A more profound understanding is impossible. The essential quality of God is that God is spirit. The essential God is not a God which stands alongside so that you can manipulate God into being on your side. No, God is spirit through and through, and this simple affirmation speaks clearly to more questions about religion than almost any other. It is probably one of the most helpful religious resources we can have, for we can base our religious life on its firm foundations.

The Ascension is not a `period` or an `idea` of the Church's invention to explain some irreconcilable data between the Resurrection and Pentecost. The Idea of Ascension is vital to the Christian understanding of the nature of God and how God can and does work in and through creation.

Compare, for example a stone with a human being. You may think that there is no real basis for comparison, and it is true that in terms of behaviour they are very different. Yet stones and people are made of essentially the same stuff - atoms and molecules, all from the dust of exploded stars aeons ago.

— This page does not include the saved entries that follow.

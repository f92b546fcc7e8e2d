use std::sync::Arc;

use crate::cli::Cli;
use crate::error::CliError;

pub async fn run(cli: &Cli) -> Result<(), CliError> {
    let warehouse = Arc::new(super::open_warehouse(cli)?);
    let scanner = super::build_scanner(cli);

    tracing::info!(
        node_url = %cli.node_url,
        concurrency = cli.concurrency,
        "starting balance scan"
    );
    let report = scanner
        .scan_balances(warehouse.clone(), warehouse)
        .await?;

    super::render(&report, cli.pretty)
}
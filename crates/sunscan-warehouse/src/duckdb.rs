//! `DuckDB` connection handling.
//!
//! One root [`Connection`] is opened per warehouse; every pooled handle is
//! a `try_clone` of it, so all of them share a single database instance
//! and a write committed through one handle is immediately visible to the
//! others. Balance-scan workers insert concurrently, each on its own
//! handle.

use std::ops::{Deref, DerefMut};
use std::path::{Path, PathBuf};
use std::sync::{Arc, Mutex};

use ::duckdb::Connection;

struct PoolState {
    root: Connection,
    idle: Vec<Connection>,
}

struct PoolInner {
    db_path: PathBuf,
    max_idle: usize,
    state: Mutex<PoolState>,
}

#[derive(Clone)]
pub struct DuckDbConnectionManager {
    inner: Arc<PoolInner>,
}

impl DuckDbConnectionManager {
    pub fn open(path: impl Into<PathBuf>, max_idle: usize) -> Result<Self, ::duckdb::Error> {
        let db_path = path.into();
        let root = Connection::open(&db_path)?;
        root.execute_batch("PRAGMA disable_progress_bar;")?;
        Ok(Self {
            inner: Arc::new(PoolInner {
                db_path,
                max_idle: max_idle.max(1),
                state: Mutex::new(PoolState {
                    root,
                    idle: Vec::new(),
                }),
            }),
        })
    }

    /// Take an idle handle, or clone a fresh one off the root connection.
    ///
    /// # Panics
    /// Panics if the pool mutex is poisoned.
    pub fn acquire(&self) -> Result<PooledConnection, ::duckdb::Error> {
        let mut state = self
            .inner
            .state
            .lock()
            .expect("duckdb connection pool mutex poisoned");
        let connection = match state.idle.pop() {
            Some(connection) => connection,
            None => state.root.try_clone()?,
        };
        drop(state);

        Ok(PooledConnection {
            pool: Arc::clone(&self.inner),
            connection: Some(connection),
        })
    }

    #[must_use]
    pub fn db_path(&self) -> &Path {
        self.inner.db_path.as_path()
    }
}

/// A pooled connection that returns to the idle set when dropped.
pub struct PooledConnection {
    pool: Arc<PoolInner>,
    connection: Option<Connection>,
}

impl Deref for PooledConnection {
    type Target = Connection;

    fn deref(&self) -> &Self::Target {
        self.connection
            .as_ref()
            .expect("pooled connection unexpectedly missing")
    }
}

impl DerefMut for PooledConnection {
    fn deref_mut(&mut self) -> &mut Self::Target {
        self.connection
            .as_mut()
            .expect("pooled connection unexpectedly missing")
    }
}

impl Drop for PooledConnection {
    fn drop(&mut self) {
        let Some(connection) = self.connection.take() else {
            return;
        };

        // If the pool mutex is poisoned the connection is simply dropped;
        // panicking in Drop would abort an unwinding thread.
        let Ok(mut state) = self.pool.state.lock() else {
            return;
        };
        if state.idle.len() < self.pool.max_idle {
            state.idle.push(connection);
        }
    }
}
//! Retry policy with exponential backoff and bounded jitter.

use std::time::Duration;

/// Retry behavior for one logical contract call.
///
/// The legacy call sites passed a bare retry count; [`RetryPolicy`] keeps
/// that shorthand working through `From<u32>`, normalized once at the call
/// boundary instead of branched on per attempt.
#[derive(Debug, Clone, Copy, PartialEq)]
pub struct RetryPolicy {
    /// Maximum number of attempts. The engine always makes at least one.
    pub retries: u32,
    /// Initial backoff duration in milliseconds.
    pub base_delay_ms: u64,
    /// Per-attempt request timeout in milliseconds.
    pub timeout_ms: u64,
    /// Lower bound of the uniform jitter factor.
    pub jitter_min: f64,
    /// Upper bound of the uniform jitter factor.
    pub jitter_max: f64,
    /// Cap applied to every computed delay, in milliseconds.
    pub max_delay_ms: u64,
}

impl Default for RetryPolicy {
    fn default() -> Self {
        Self {
            retries: 3,
            base_delay_ms: 400,
            timeout_ms: 10_000,
            jitter_min: 0.7,
            jitter_max: 1.3,
            max_delay_ms: 30_000,
        }
    }
}

impl From<u32> for RetryPolicy {
    fn from(retries: u32) -> Self {
        Self {
            retries,
            ..Self::default()
        }
    }
}

impl RetryPolicy {
    /// Effective attempt count: at least one attempt is always made.
    pub fn attempts(&self) -> u32 {
        self.retries.max(1)
    }

    /// Backoff delay before the attempt following `attempt` (1-based).
    ///
    /// `base * 2^(attempt-1)`, scaled by a jitter factor drawn uniformly
    /// from `[jitter_min, jitter_max]`, capped at `max_delay_ms`. The
    /// exponent depends only on the attempt index, not on prior delays.
    pub fn delay_for_attempt(&self, attempt: u32) -> Duration {
        let backoff = self.base_delay_ms as f64 * 2f64.powi(attempt.saturating_sub(1) as i32);
        let jitter = self.jitter_min + fastrand::f64() * (self.jitter_max - self.jitter_min);
        let delay_ms = (backoff * jitter).floor() as u64;
        Duration::from_millis(delay_ms.min(self.max_delay_ms))
    }

    /// Per-attempt timeout as a [`Duration`].
    pub fn timeout(&self) -> Duration {
        Duration::from_millis(self.timeout_ms)
    }
}

#[cfg(test)]
mod tests {
    use super::*;

    #[test]
    fn defaults_match_documented_values() {
        let policy = RetryPolicy::default();

        assert_eq!(policy.retries, 3);
        assert_eq!(policy.base_delay_ms, 400);
        assert_eq!(policy.timeout_ms, 10_000);
        assert_eq!(policy.jitter_min, 0.7);
        assert_eq!(policy.jitter_max, 1.3);
        assert_eq!(policy.max_delay_ms, 30_000);
    }

    #[test]
    fn bare_integer_shorthand_keeps_other_defaults() {
        let policy = RetryPolicy::from(5);

        assert_eq!(policy.retries, 5);
        assert_eq!(policy.base_delay_ms, RetryPolicy::default().base_delay_ms);
        assert_eq!(policy.timeout_ms, RetryPolicy::default().timeout_ms);
    }

    #[test]
    fn zero_retries_still_yields_one_attempt() {
        assert_eq!(RetryPolicy::from(0).attempts(), 1);
        assert_eq!(RetryPolicy::from(4).attempts(), 4);
    }

    #[test]
    fn delay_stays_within_jitter_bounds() {
        let policy = RetryPolicy {
            base_delay_ms: 400,
            jitter_min: 0.7,
            jitter_max: 1.3,
            max_delay_ms: 30_000,
            ..RetryPolicy::default()
        };

        // Randomized jitter: sample repeatedly per attempt index.
        for _ in 0..20 {
            for attempt in 1..=4u32 {
                let expected = 400.0 * 2f64.powi(attempt as i32 - 1);
                let delay_ms = policy.delay_for_attempt(attempt).as_millis() as f64;
                assert!(
                    delay_ms >= (expected * 0.7).floor(),
                    "attempt={attempt} delay_ms={delay_ms}"
                );
                assert!(
                    delay_ms <= (expected * 1.3).ceil(),
                    "attempt={attempt} delay_ms={delay_ms}"
                );
            }
        }
    }

    #[test]
    fn delay_never_exceeds_cap() {
        let policy = RetryPolicy {
            base_delay_ms: 10_000,
            max_delay_ms: 15_000,
            ..RetryPolicy::default()
        };

        for _ in 0..20 {
            for attempt in 1..=8u32 {
                assert!(policy.delay_for_attempt(attempt) <= Duration::from_millis(15_000));
            }
        }
    }
}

If God has a hope for creation, God must have a hope for both the stone and the person. the big difference between the stone and the person are the perimeters within which they can respond to the processes of creation. Stones take millions of years to change, for example, from granite to metamorphic rock, from silt to sandstone, from a dead tree to coal. Also, stones make no conscious decisions about themselves or their future. The activity of God on the stone is clearly limited.

Yet with a person things are very different. But they are different only because people are much more volatile in their behaviour than stones - a human can make conscious decisions with regard to their future, and can thwart the hopes of God much more readily. This broad latitude of possible behaviour not only distinguishes human behaviour from inanimate behaviour, but also clarifies the activity of God in creation. The stone cannot thwart Gods hopes and desires, the relationship is that of creator and created. But with people the relationship is much more complicated. If it were not so we could never make decisions about anything and we would be less than we are now - we would essentially be God's pets.

It seems that by God's deliberate self-limitation (humans have much more scope in their abilities and activities) and the affirmation that God is Spirit we can begin to create a more helpful understanding of whether God is either at or on our side. We can begin to affirm that we ourselves have been brought into the Fatherhood of God, and therefore the potential of Christ is in each of us; and that the Spirit is everywhere.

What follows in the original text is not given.